A soaking wet Jerry Pate emerged from the water beside the 18th green, triumphant but tearful. It had been a long time since such a plunge, a long time since a productive career had been curtailed by injury, a long time since a 5-iron shot to the final green set up a victory.
Once among the most promising young players in the game, with a U.S. Open and Players Championship title on his resume and seemingly a slew of trophies in his future, Pate suffered a shoulder injury with one fateful swing and would never win again.
This time, it was a shot to 12 feet that set up a birdie putt that Pate converted for a one-shot victory over Hale Irwin, Mark James and Morris Hatalsky in the Outback Steakhouse Pro-Am at the TPC of Tampa Bay.
The finish brought back memories of another 5-iron approach, the one to the 72nd hole at Atlanta Athletic Club in 1976 that led to his winning birdie putt at the U.S. Open.
This was Pate's first victory on the Champions Tour, his first anywhere since he won the 1982 Players Championship and jumped into the lake beside the green at the TPC Sawgrass with then-PGA Tour commissioner Deane Beman and course designer Pete Dye.
Eyeing the water again, Pate figured, why not?
"I felt like there was unfinished busness, like I had something to prove," said Pate, 52, who won $240,000 from the $1.6-million purse. "That's what keeps you coming back, right here in your heart. I just feel blessed to be able to come out here and play again."
Pate shot 5-under 66 to finish the 54-hole event at 202, 11 under. For most of the day, he lurked behind James (68) and Irwin (68), who shared the second-round lead with Mark McNulty, and Hatalsky, who shot 64 and narrowly missed a birdie putt on the final hole.
McNulty (73) had fallen out of contention, but the others had a chance coming to the 18th hole. James, playing in the same group with Pate, missed the green and had to get up and down for par then watched Pate hole what turned out to be the winning putt.
Playing a group behind, Irwin bogeyed the 17th hole after knocking his approach into a bunker to fall into a tie with Pate, James and Hatalsky. After Pate birdied, a poor drive left Irwin with a tough shot to the 18th green and a 50-foot birdie putt that he could not convert.
"Same refrain as last week," said Irwin, the defending Outback champion and 44-time winner on the Champions Tour who let a chance to win the ACE Group Classic in Naples slip away with a final-hole double bogey.
"I played some of my worst golf down the stretch. I had my chances. I just did not have them on the last three holes."
Pate came onto the tour with a good bit of fanfare two years ago but had been unable to win. He let excellent opportunities pass at the 2004 Tradition and last year's Senior PGA Championship, where he three-putted the final hole to fall into a playoff, which he lost to Mike Reid.
Afterward, there was a good deal of second-guessing as Pate elected to lay up rather than go for the green in two, which likely would have set up an easy two-putt birdie and victory.

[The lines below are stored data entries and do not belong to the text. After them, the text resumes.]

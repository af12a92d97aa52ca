//! The closed set of filter operators and how each compiles against a column.

use serde::{Serialize, Serializer};
use serde_json::Value;

use super::temporal;
use crate::error::{CompileError, CompileResult};
use crate::resolve::ResolvedColumn;
use crate::schema::TypeCategory;
use crate::sql::{cast_text, lit_bool, lit_float, lit_int, lit_str, Expr, ExprExt};

/// Escape character used in every generated LIKE pattern.
pub const LIKE_ESCAPE: char = '!';

/// Logical combinators of a filter tree.
#[derive(Debug, Clone, Copy, PartialEq, Eq, Hash)]
pub enum LogicalOp {
    And,
    Or,
    Not,
}

impl LogicalOp {
    pub fn token(self) -> &'static str {
        match self {
            LogicalOp::And => "$and",
            LogicalOp::Or => "$or",
            LogicalOp::Not => "$not",
        }
    }

    pub fn from_token(token: &str) -> Option<Self> {
        match token {
            "$and" => Some(LogicalOp::And),
            "$or" => Some(LogicalOp::Or),
            "$not" => Some(LogicalOp::Not),
            _ => None,
        }
    }
}

/// Comparison operators applied to a single field.
#[derive(Debug, Clone, Copy, PartialEq, Eq, Hash, PartialOrd, Ord)]
pub enum ComparisonOp {
    Eq,
    Ne,
    Gt,
    Gte,
    Lt,
    Lte,
    In,
    Contains,
    NContains,
    StartsWith,
    EndsWith,
    IsEmpty,
    IsNotEmpty,
    IsAnyOf,
}

/// What kind of operand an operator takes.
#[derive(Debug, Clone, Copy, PartialEq, Eq)]
pub enum OperandShape {
    /// Operand is ignored.
    None,
    Scalar,
    List,
}

use ComparisonOp::*;

const STRING_OPS: &[ComparisonOp] = &[
    Eq, Ne, In, Contains, NContains, StartsWith, EndsWith, IsEmpty, IsNotEmpty, IsAnyOf,
];
const NUMBER_OPS: &[ComparisonOp] = &[Eq, Ne, Gt, Gte, Lt, Lte, In, IsEmpty, IsNotEmpty, IsAnyOf];
const BOOLEAN_OPS: &[ComparisonOp] = &[Eq, Ne, IsEmpty, IsNotEmpty];
const DATETIME_OPS: &[ComparisonOp] = &[Eq, Ne, Gt, Gte, Lt, Lte, IsEmpty, IsNotEmpty, IsAnyOf];

impl ComparisonOp {
    pub const ALL: [ComparisonOp; 14] = [
        Eq, Ne, Gt, Gte, Lt, Lte, In, Contains, NContains, StartsWith, EndsWith, IsEmpty,
        IsNotEmpty, IsAnyOf,
    ];

    pub fn token(self) -> &'static str {
        match self {
            Eq => "$eq",
            Ne => "$ne",
            Gt => "$gt",
            Gte => "$gte",
            Lt => "$lt",
            Lte => "$lte",
            In => "$in",
            Contains => "$contains",
            NContains => "$ncontains",
            StartsWith => "$startswith",
            EndsWith => "$endswith",
            IsEmpty => "$isempty",
            IsNotEmpty => "$isnotempty",
            IsAnyOf => "$isanyof",
        }
    }

    pub fn from_token(token: &str) -> Option<Self> {
        Self::ALL.into_iter().find(|op| op.token() == token)
    }

    /// Operators permitted on a column of the given category, in display order.
    pub fn allowed_for(category: TypeCategory) -> &'static [ComparisonOp] {
        match category {
            TypeCategory::String => STRING_OPS,
            TypeCategory::Number => NUMBER_OPS,
            TypeCategory::Boolean => BOOLEAN_OPS,
            TypeCategory::Datetime => DATETIME_OPS,
        }
    }

    /// Human-readable description, worded for the column category.
    pub fn description(self, category: TypeCategory) -> &'static str {
        if category == TypeCategory::Datetime {
            match self {
                Eq => return "Exact date",
                Ne => return "Not the exact date",
                Gt => return "After",
                Lt => return "Before",
                Lte => return "Until",
                _ => {}
            }
        }
        match self {
            Eq => "Equal to",
            Ne => "Not equal to",
            Gt => "Greater than",
            Gte => "Greater than or equal to",
            Lt => "Less than",
            Lte => "Less than or equal to",
            In => "Is in the list",
            Contains => "Contains the text",
            NContains => "Does not contain the text",
            StartsWith => "Starts with",
            EndsWith => "Ends with",
            IsEmpty => "Is empty",
            IsNotEmpty => "Is not empty",
            IsAnyOf => "Is any of",
        }
    }

    pub fn operand_shape(self) -> OperandShape {
        match self {
            IsEmpty | IsNotEmpty => OperandShape::None,
            In | IsAnyOf => OperandShape::List,
            _ => OperandShape::Scalar,
        }
    }

    fn is_ordering(self) -> bool {
        matches!(self, Gt | Gte | Lt | Lte)
    }
}

impl std::fmt::Display for ComparisonOp {
    fn fmt(&self, f: &mut std::fmt::Formatter<'_>) -> std::fmt::Result {
        f.write_str(self.token())
    }
}

impl Serialize for ComparisonOp {
    fn serialize<S: Serializer>(&self, serializer: S) -> Result<S::Ok, S::Error> {
        serializer.serialize_str(self.token())
    }
}

/// A single JSON scalar operand.
#[derive(Debug, Clone, PartialEq)]
pub enum Scalar {
    Null,
    Bool(bool),
    Int(i64),
    Float(f64),
    String(String),
}

/// The operand of a comparison, shaped for its operator.
#[derive(Debug, Clone, PartialEq)]
pub enum Operand {
    None,
    Scalar(Scalar),
    List(Vec<Scalar>),
}

impl Scalar {
    fn from_json(value: &Value) -> Option<Self> {
        Some(match value {
            Value::Null => Scalar::Null,
            Value::Bool(b) => Scalar::Bool(*b),
            Value::Number(n) => match n.as_i64() {
                Some(i) => Scalar::Int(i),
                None => Scalar::Float(n.as_f64()?),
            },
            Value::String(s) => Scalar::String(s.clone()),
            Value::Array(_) | Value::Object(_) => return None,
        })
    }

    fn is_blank(&self) -> bool {
        match self {
            Scalar::Null => true,
            Scalar::String(s) => s.is_empty(),
            _ => false,
        }
    }

    fn kind(&self) -> &'static str {
        match self {
            Scalar::Null => "null",
            Scalar::Bool(_) => "a boolean",
            Scalar::Int(_) | Scalar::Float(_) => "a number",
            Scalar::String(_) => "a string",
        }
    }
}

impl Operand {
    /// Shape-check a raw JSON operand for `op`.
    pub fn from_json(op: ComparisonOp, value: &Value, field: &str) -> CompileResult<Self> {
        match op.operand_shape() {
            OperandShape::None => Ok(Operand::None),
            OperandShape::Scalar => Scalar::from_json(value)
                .map(Operand::Scalar)
                .ok_or_else(|| CompileError::operand(field, op.token(), "expected a single value")),
            OperandShape::List => {
                let items = value.as_array().ok_or_else(|| {
                    CompileError::operand(field, op.token(), "expected a list of values")
                })?;
                items
                    .iter()
                    .map(|item| {
                        Scalar::from_json(item).ok_or_else(|| {
                            CompileError::operand(field, op.token(), "list items must be single values")
                        })
                    })
                    .collect::<CompileResult<Vec<_>>>()
                    .map(Operand::List)
            }
        }
    }
}

/// Escape LIKE wildcards in user text so it matches literally.
pub fn escape_like(text: &str) -> String {
    let mut out = String::with_capacity(text.len());
    for c in text.chars() {
        if matches!(c, '!' | '%' | '_' | '[') {
            out.push(LIKE_ESCAPE);
        }
        out.push(c);
    }
    out
}

/// The column as text: enums are cast so pattern matching works everywhere.
pub(crate) fn text_expr(column: &ResolvedColumn) -> Expr {
    if column.column_type.is_enum() {
        cast_text(column.expr.clone())
    } else {
        column.expr.clone()
    }
}

/// Case-insensitive "contains" predicate used by filters and search.
pub(crate) fn contains(column: &ResolvedColumn, text: &str) -> Expr {
    text_expr(column).ilike_escape(lit_str(&format!("%{}%", escape_like(text))), LIKE_ESCAPE)
}

/// Compile one comparison against a resolved column of a known category.
pub fn compile_comparison(
    column: &ResolvedColumn,
    category: TypeCategory,
    op: ComparisonOp,
    operand: &Operand,
    field: &str,
) -> CompileResult<Expr> {
    match (op, operand) {
        (IsEmpty, _) => Ok(column.expr.clone().is_null()),
        (IsNotEmpty, _) => Ok(column.expr.clone().is_not_null()),
        (In, Operand::List(items)) if category != TypeCategory::Datetime => {
            let values = items
                .iter()
                .map(|item| {
                    if matches!(item, Scalar::Null) {
                        Err(CompileError::operand(field, op.token(), "list items cannot be null"))
                    } else {
                        literal(category, op, item, field)
                    }
                })
                .collect::<CompileResult<Vec<_>>>()?;
            Ok(column.expr.clone().in_list(values))
        }
        (In | IsAnyOf, Operand::List(items)) => {
            let alternatives = items
                .iter()
                .map(|item| compile_scalar(column, category, Eq, item, field))
                .collect::<CompileResult<Vec<_>>>()?;
            Ok(Expr::disjunction(alternatives)
                .unwrap_or_else(|| column.expr.clone().in_list(vec![])))
        }
        (_, Operand::Scalar(value)) => compile_scalar(column, category, op, value, field),
        (_, _) => Err(CompileError::operand(
            field,
            op.token(),
            match op.operand_shape() {
                OperandShape::List => "expected a list of values",
                _ => "expected a single value",
            },
        )),
    }
}

fn compile_scalar(
    column: &ResolvedColumn,
    category: TypeCategory,
    op: ComparisonOp,
    value: &Scalar,
    field: &str,
) -> CompileResult<Expr> {
    match op {
        Eq if value.is_blank() => return Ok(column.expr.clone().is_null()),
        Ne if value.is_blank() => return Ok(column.expr.clone().is_not_null()),
        _ if op.is_ordering() && matches!(value, Scalar::Null) => {
            return Err(CompileError::operand(field, op.token(), "cannot compare against null"));
        }
        _ => {}
    }

    match op {
        Contains | NContains | StartsWith | EndsWith => {
            let text = pattern_text(value, op, field)?;
            let escaped = escape_like(&text);
            let pattern = match op {
                StartsWith => format!("{}%", escaped),
                EndsWith => format!("%{}", escaped),
                _ => format!("%{}%", escaped),
            };
            let target = text_expr(column);
            Ok(if op == NContains {
                target.not_ilike_escape(lit_str(&pattern), LIKE_ESCAPE)
            } else {
                target.ilike_escape(lit_str(&pattern), LIKE_ESCAPE)
            })
        }
        Eq | Ne | Gt | Gte | Lt | Lte if category == TypeCategory::Datetime => {
            let Scalar::String(raw) = value else {
                return Err(CompileError::operand(
                    field,
                    op.token(),
                    format!("expected a date string, got {}", value.kind()),
                ));
            };
            let parsed = temporal::parse_operand(raw, field)?;
            temporal::compare(column.expr.clone(), op, parsed, field)
        }
        Eq | Ne | Gt | Gte | Lt | Lte => {
            let lit = literal(category, op, value, field)?;
            let target = column.expr.clone();
            Ok(match op {
                Eq => target.eq(lit),
                Ne => target.ne(lit),
                Gt => target.gt(lit),
                Gte => target.gte(lit),
                Lt => target.lt(lit),
                _ => target.lte(lit),
            })
        }
        In | IsAnyOf | IsEmpty | IsNotEmpty => Err(CompileError::operand(
            field,
            op.token(),
            "operator does not take a single value",
        )),
    }
}

fn pattern_text(value: &Scalar, op: ComparisonOp, field: &str) -> CompileResult<String> {
    match value {
        Scalar::String(s) => Ok(s.clone()),
        Scalar::Int(n) => Ok(n.to_string()),
        Scalar::Float(f) => Ok(ryu::Buffer::new().format(*f).to_string()),
        other => Err(CompileError::operand(
            field,
            op.token(),
            format!("expected text, got {}", other.kind()),
        )),
    }
}

/// Convert a scalar to a literal appropriate for the column category.
fn literal(
    category: TypeCategory,
    op: ComparisonOp,
    value: &Scalar,
    field: &str,
) -> CompileResult<Expr> {
    let mismatch = |expected: &str| {
        CompileError::operand(
            field,
            op.token(),
            format!("expected {}, got {}", expected, value.kind()),
        )
    };

    match (category, value) {
        (TypeCategory::String, Scalar::String(s)) => Ok(lit_str(s)),
        (TypeCategory::String, Scalar::Int(n)) => Ok(lit_str(&n.to_string())),
        (TypeCategory::String, Scalar::Float(f)) => Ok(lit_str(ryu::Buffer::new().format(*f))),
        (TypeCategory::String, _) => Err(mismatch("text")),

        (TypeCategory::Number, Scalar::Int(n)) => Ok(lit_int(*n)),
        (TypeCategory::Number, Scalar::Float(f)) => Ok(lit_float(*f)),
        (TypeCategory::Number, Scalar::String(s)) => {
            let s = s.trim();
            if let Ok(n) = s.parse::<i64>() {
                Ok(lit_int(n))
            } else {
                s.parse::<f64>()
                    .ok()
                    .filter(|f| f.is_finite())
                    .map(lit_float)
                    .ok_or_else(|| mismatch("a number"))
            }
        }
        (TypeCategory::Number, _) => Err(mismatch("a number")),

        (TypeCategory::Boolean, Scalar::Bool(b)) => Ok(lit_bool(*b)),
        (TypeCategory::Boolean, Scalar::Int(n @ (0 | 1))) => Ok(lit_bool(*n == 1)),
        (TypeCategory::Boolean, Scalar::String(s)) => match s.to_ascii_lowercase().as_str() {
            "true" => Ok(lit_bool(true)),
            "false" => Ok(lit_bool(false)),
            _ => Err(mismatch("a boolean")),
        },
        (TypeCategory::Boolean, _) => Err(mismatch("a boolean")),

        (TypeCategory::Datetime, _) => Err(mismatch("a date string")),
    }
}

"You know, I haven't laid up in my life," said Pate, who lives in Pensacola. "To sit there and lay up and lose the tournament, it was disheartening."
No more so, however, than seeing his career all but end when he was poised to be a star.
Starting in 1976, when Pate won the U.S. Open, through that Players Championship in 1982, he won eight times and finished outside the top 10 on the PGA Tour money list just once.
He had won the 1974 U.S. Amateur at 20, the U.S. Open at 22. The only others to win those titles at such an early age were Bobby Jones and Jack Nicklaus. Only 11 players have won both, the last three being Nicklaus, Pate and Tiger Woods.
After winning the Players that year, Pate missed a playoff at the Masters by a stroke. Then just like that, it was all gone. While practicing, Pate heard something pop in his left shoulder.
He tried to play through it. . Three surgeries followed. Another occurred three years ago as he was preparing for the Champions Tour.
"You think you can do no wrong," Pate said. "It's a huge, deflating ego-buster when you get hurt and all of a sudden you are gone. You're like a Heisman Trophy guy blowing his knee out and you can't run anymore."
Pate never posted another top 10 on the PGA Tour, but he never sulked. For 10 years, he did television commentary and became involved in business ventures, including a Toro distributorship, a turf farm, golf course design and several charitable causes.
But it's not the same as being soaked in victory.
"I didn't dream I would have to make birdie to win," Pate said. "To come in there and make that putt it was like magic."
Jerry Pate emerges from the lake at the 18th green after his victory. Pate also took a bath after winning the 1982 Players Championship. Hale Irwin, top, who tied for second one shot back, reacts after missing a putt at 18. That came after a poor drive and a bogey at No. 17.
Jerry Pate, who won his first Champions Tour event, celebrates making a birdie putt at No. 18. The putt came after he hit a 5-iron to within 12 feet of the hole.
Hale Irwin lines up a 50-foot birdie putt at No. 18. He would have forced a playoff had he made it.
Mark James who finished one back of the winner, reacts to his chip out of the rough at No. 18.